Reduction of order in ODE $$x^2 y'' - 3 x y' + 4y = 0$$
where $y_1=x^2 \ln (x)$ is a solution. I need to use the given solution $y_1$ to find a second order linearly independent solution.
So $y = y_1 v$ and $y =v x^2 \ln (x)$. I know I must find the first and second derivatives of y and plug them back into the equation and then make a substitution $w=v'$, $w'=v''$ but I an not sure how to work out the first and second derivatives and them plug them in to cancel down 
 A: Assume we are solving the ODE away from $x=0$. the second solution is of the form $y_{2}(x)=x^{2}\log(x)v(x)$.
Note that 
$$
y_{2}^{\prime}(x)=x\left(x\log(x)v^{\prime}(x)+v(x)+2\log(x)v(x)\right)
$$
 and 
$$
y_{2}^{\prime\prime}(x)=x\left(x\log(x)v^{\prime\prime}(x)+\left(4\log(x)+2\right)v^{\prime}(x)\right)+v(x)\left(2\log(x)+3\right).
$$
Plugging these into the original equation and simplying,
$$
x^{3}\left(x\log(x)v^{\prime\prime}(x)+\left(\log(x)+2\right)v^{\prime}(x)\right)=0.
$$
Since we are solving away from $x=0$, we can divide both sides by
$x^{3}$. Now, let $w=v^{\prime}$ so that
$$
x\log(x)w^{\prime}(x)+\left(\log(x)+2\right)w(x)=0.
$$
This is a separable equation with solution $w(x)=c_{1}/(x\log^{2}(x))$.
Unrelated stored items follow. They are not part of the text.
#![doc = r"Hook-based component runtime: render contexts, hooks and a memoizing renderer."]

pub mod collections;
pub mod context;
pub mod element;
pub mod error;
mod handle;
pub mod hash;
mod hooks;
pub mod renderer;
pub mod value;

pub use context::{ContextKey, HookKind, RenderContext};
pub use element::{Component, Element, ElementKind, MemoPolicy};
pub use error::RenderError;
pub use handle::RefHandle;
pub use hooks::{EffectResult, EffectScope, StateSetter};
pub use renderer::{RenderStats, RenderedNode, Renderer, RendererOptions};
pub use value::{Callback, ExternalObject, Props, Value, CHILDREN_KEY};

use std::hash::{Hash, Hasher};

pub type Key = u64;

pub(crate) fn hash_key<K: Hash + ?Sized>(key: &K) -> Key {
    let mut hasher = hash::default::new();
    key.hash(&mut hasher);
    hasher.finish()
}

#[cfg(test)]
#[path = "tests/context_tests.rs"]
mod context_tests;

#[cfg(test)]
#[path = "tests/hooks_tests.rs"]
mod hooks_tests;

#[cfg(test)]
#[path = "tests/renderer_tests.rs"]
mod renderer_tests;
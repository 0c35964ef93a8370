use hookwire_core::{deps, Component, Element, Props, Value};
use hookwire_testing::{EventLog, RenderTestRule};
use serde_json::json;

fn detail(log: &EventLog) -> Component {
    let log = log.clone();
    Component::new("Detail", move |ctx, _| {
        let log = log.clone();
        ctx.use_effect(
            move |scope| {
                log.record("subscribe");
                Ok(scope.on_cleanup(log.recorder("unsubscribe")))
            },
            Some(deps![]),
        )?;
        Ok(Element::base("text", Props::new().with("value", "details")).into())
    })
}

fn toggle(log: &EventLog) -> Component {
    let detail = detail(log);
    let log = log.clone();
    Component::new("Toggle", move |ctx, _| {
        let (open, set_open) = ctx.use_state(|| false)?;
        let on_click = ctx.use_callback(
            move |_| {
                set_open.update(|open| !open).expect("toggle mounted");
            },
            deps![],
        )?;
        let log = log.clone();
        ctx.use_effect(
            move |scope| {
                log.record(format!("toggle open={open}"));
                Ok(scope.done())
            },
            Some(deps![open]),
        )?;
        let body = if open {
            detail.element(Props::new()).into()
        } else {
            Value::Null
        };
        Ok(Value::List(vec![
            Element::base("button", Props::new().with("onClick", on_click)).into(),
            body,
        ]))
    })
}

#[test]
fn toggle_mounts_and_unmounts_detail() {
    let log = EventLog::new();
    let app = toggle(&log);
    let mut rule = RenderTestRule::new();
    rule.set_content(move || app.element(Props::new()))
        .expect("install content");
    assert_eq!(log.take(), vec!["toggle open=false"]);
    assert_eq!(
        rule.payload()["props"]["children"],
        json!([
            {
                "__elementName": "button",
                "props": { "onClick": { "__callableId": "cb0" } }
            },
            null
        ])
    );

    rule.invoke("cb0", &[]).expect("open");
    rule.pump_until_idle().expect("pump");
    assert_eq!(log.take(), vec!["subscribe", "toggle open=true"]);
    let detail = rule.find_node("text").expect("detail rendered");
    assert_eq!(detail.prop("value"), Some(&Value::from("details")));

    rule.invoke("cb0", &[]).expect("close");
    rule.pump_until_idle().expect("pump");
    assert_eq!(log.take(), vec!["unsubscribe", "toggle open=false"]);
    assert!(rule.find_node("text").is_none());
    assert_eq!(rule.last_stats().unmounted, 1);

    rule.invoke("cb0", &[]).expect("reopen");
    rule.pump_until_idle().expect("pump");
    assert_eq!(log.take(), vec!["subscribe", "toggle open=true"]);

    rule.unmount();
    assert_eq!(log.take(), vec!["unsubscribe"]);
}
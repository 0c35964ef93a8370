//! Lazy element descriptions and component definitions.

use crate::context::RenderContext;
use crate::error::RenderError;
use crate::value::{Props, Value, CHILDREN_KEY};
use crate::{hash_key, Key};
use std::any::TypeId;
use std::fmt;
use std::hash::Hash;
use std::rc::Rc;

type ComponentFn = dyn Fn(&RenderContext, &Props) -> Result<Value, RenderError>;
type PropsComparator = dyn Fn(&Props, &Props) -> bool;

/// When a component may be skipped on re-render.
#[derive(Clone, Default)]
pub enum MemoPolicy {
    /// Always re-invoke.
    #[default]
    Never,
    /// Skip when the previous props compare equal with [`Props::shallow_eq`].
    Shallow,
    /// Skip when `compare(previous, next)` returns true.
    Custom(Rc<PropsComparator>),
}

impl MemoPolicy {
    pub fn is_enabled(&self) -> bool {
        !matches!(self, MemoPolicy::Never)
    }

    pub(crate) fn props_equal(&self, previous: &Props, next: &Props) -> bool {
        match self {
            MemoPolicy::Never => false,
            MemoPolicy::Shallow => previous.shallow_eq(next),
            MemoPolicy::Custom(compare) => compare(previous, next),
        }
    }
}

impl fmt::Debug for MemoPolicy {
    fn fmt(&self, f: &mut fmt::Formatter<'_>) -> fmt::Result {
        match self {
            MemoPolicy::Never => f.write_str("Never"),
            MemoPolicy::Shallow => f.write_str("Shallow"),
            MemoPolicy::Custom(_) => f.write_str("Custom(..)"),
        }
    }
}

/// A function that calls hooks on the context it is given and returns its children.
#[derive(Clone)]
pub struct Component {
    name: Rc<str>,
    func: Rc<ComponentFn>,
    func_type: TypeId,
    memo: MemoPolicy,
}

impl Component {
    pub fn new<F>(name: impl Into<Rc<str>>, func: F) -> Self
    where
        F: Fn(&RenderContext, &Props) -> Result<Value, RenderError> + 'static,
    {
        Self {
            name: name.into(),
            func: Rc::new(func),
            func_type: TypeId::of::<F>(),
            memo: MemoPolicy::Never,
        }
    }

    /// Skip re-invocation while props stay shallow-equal and the instance is clean.
    pub fn memo(mut self) -> Self {
        self.memo = MemoPolicy::Shallow;
        self
    }

    /// Like [`Component::memo`] but with a caller-supplied comparator that
    /// replaces the shallow check entirely.
    pub fn memo_with(mut self, compare: impl Fn(&Props, &Props) -> bool + 'static) -> Self {
        self.memo = MemoPolicy::Custom(Rc::new(compare));
        self
    }

    pub fn name(&self) -> &str {
        &self.name
    }

    /// Type of the function body. Components rebuilt by a factory on every
    /// render share it; two distinct functions never do, whatever their names.
    pub(crate) fn func_type(&self) -> TypeId {
        self.func_type
    }

    pub fn memo_policy(&self) -> &MemoPolicy {
        &self.memo
    }

    /// Describe an invocation of this component. Nothing runs until rendered.
    pub fn element(&self, props: Props) -> Element {
        Element::new(ElementKind::Function(self.clone()), props)
    }

    pub(crate) fn invoke(&self, context: &RenderContext, props: &Props) -> Result<Value, RenderError> {
        (self.func)(context, props)
    }
}

impl fmt::Debug for Component {
    fn fmt(&self, f: &mut fmt::Formatter<'_>) -> fmt::Result {
        f.debug_struct("Component")
            .field("name", &self.name)
            .field("memo", &self.memo)
            .finish()
    }
}

#[derive(Clone, Debug)]
pub enum ElementKind {
    Function(Component),
    /// Host node: props are rendered and emitted under `name` unchanged.
    Base(Rc<str>),
}

struct ElementInner {
    kind: ElementKind,
    props: Props,
    key: Option<Key>,
}

/// Lazy "invoke C with P" description. Clones share identity.
#[derive(Clone)]
pub struct Element {
    inner: Rc<ElementInner>,
}

impl Element {
    pub fn new(kind: ElementKind, props: Props) -> Self {
        Self {
            inner: Rc::new(ElementInner {
                kind,
                props,
                key: None,
            }),
        }
    }

    /// Host element with the given node name.
    pub fn base(name: impl Into<Rc<str>>, props: Props) -> Self {
        Self::new(ElementKind::Base(name.into()), props)
    }

    /// Host element whose positional children are folded into its props.
    pub fn base_with_children(
        name: impl Into<Rc<str>>,
        props: Props,
        children: Vec<Value>,
    ) -> Self {
        Self::base(name, props.with(CHILDREN_KEY, Value::List(children)))
    }

    /// Attach an explicit sibling key; the element then keeps its context when
    /// its index among siblings changes.
    pub fn with_key<K: Hash + ?Sized>(self, key: &K) -> Self {
        let key = Some(hash_key(key));
        let inner = match Rc::try_unwrap(self.inner) {
            Ok(mut inner) => {
                inner.key = key;
                inner
            }
            Err(shared) => ElementInner {
                kind: shared.kind.clone(),
                props: shared.props.clone(),
                key,
            },
        };
        Self {
            inner: Rc::new(inner),
        }
    }

    pub fn kind(&self) -> &ElementKind {
        &self.inner.kind
    }

    pub fn props(&self) -> &Props {
        &self.inner.props
    }

    pub fn key(&self) -> Option<Key> {
        self.inner.key
    }

    pub fn name(&self) -> &str {
        match &self.inner.kind {
            ElementKind::Function(component) => component.name(),
            ElementKind::Base(name) => name,
        }
    }

    pub fn ptr_eq(&self, other: &Element) -> bool {
        Rc::ptr_eq(&self.inner, &other.inner)
    }
}

impl fmt::Debug for Element {
    fn fmt(&self, f: &mut fmt::Formatter<'_>) -> fmt::Result {
        f.debug_struct("Element")
            .field("name", &self.name())
            .field("key", &self.inner.key)
            .field("props", &self.inner.props)
            .finish()
    }
}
Integrating, we get $v(x)=-c_{1}/\log(x)+c_{2}$. Therefore, 
$$
y_{2}(x)=x^{2}\log(x)v(x)=-c_{1}x^{2}+c_{2}.
$$
Since we are only looking for a particular solution, set $c_{1}=-1$
and $c_{2}=0$ to get $y_{2}(x)=x^{2}$.

Now, a linear combination of solutions is also a solution since the ODE itself is linear (check). In your case,
$y(x)=c_{1}x^{2}+c_{2}x^{2}\log(x)$ is a solution. To determine $c_{1}$
and $c_{2}$, you need more information (e.g. the value of $y(x)$
and $y^{\prime}(x)$ at some $x=x_{0}>0$).
Let's say we were told $y(x_{0})=y_{0}$
and $y^{\prime}(x_{0})=y_{0}^{\prime}$. Then, differentiating the
solution yields $y^{\prime}(x)=x(2c_{1}+c_{2})+2c_{2}x\log x$. Therefore,
we get the system of equations
\begin{align*}
y(x_{0}) & =c_{1}x_{0}^{2}+c_{2}x_{0}^{2}\log(x_{0});\\
y^{\prime}(x_{0}) & =x_{0}(2c_{1}+c_{2})+2c_{2}x_{0}\log x_{0}.
\end{align*}
That's two equations, two unknowns. You can now solve for $c_{1}$
and $c_{2}$.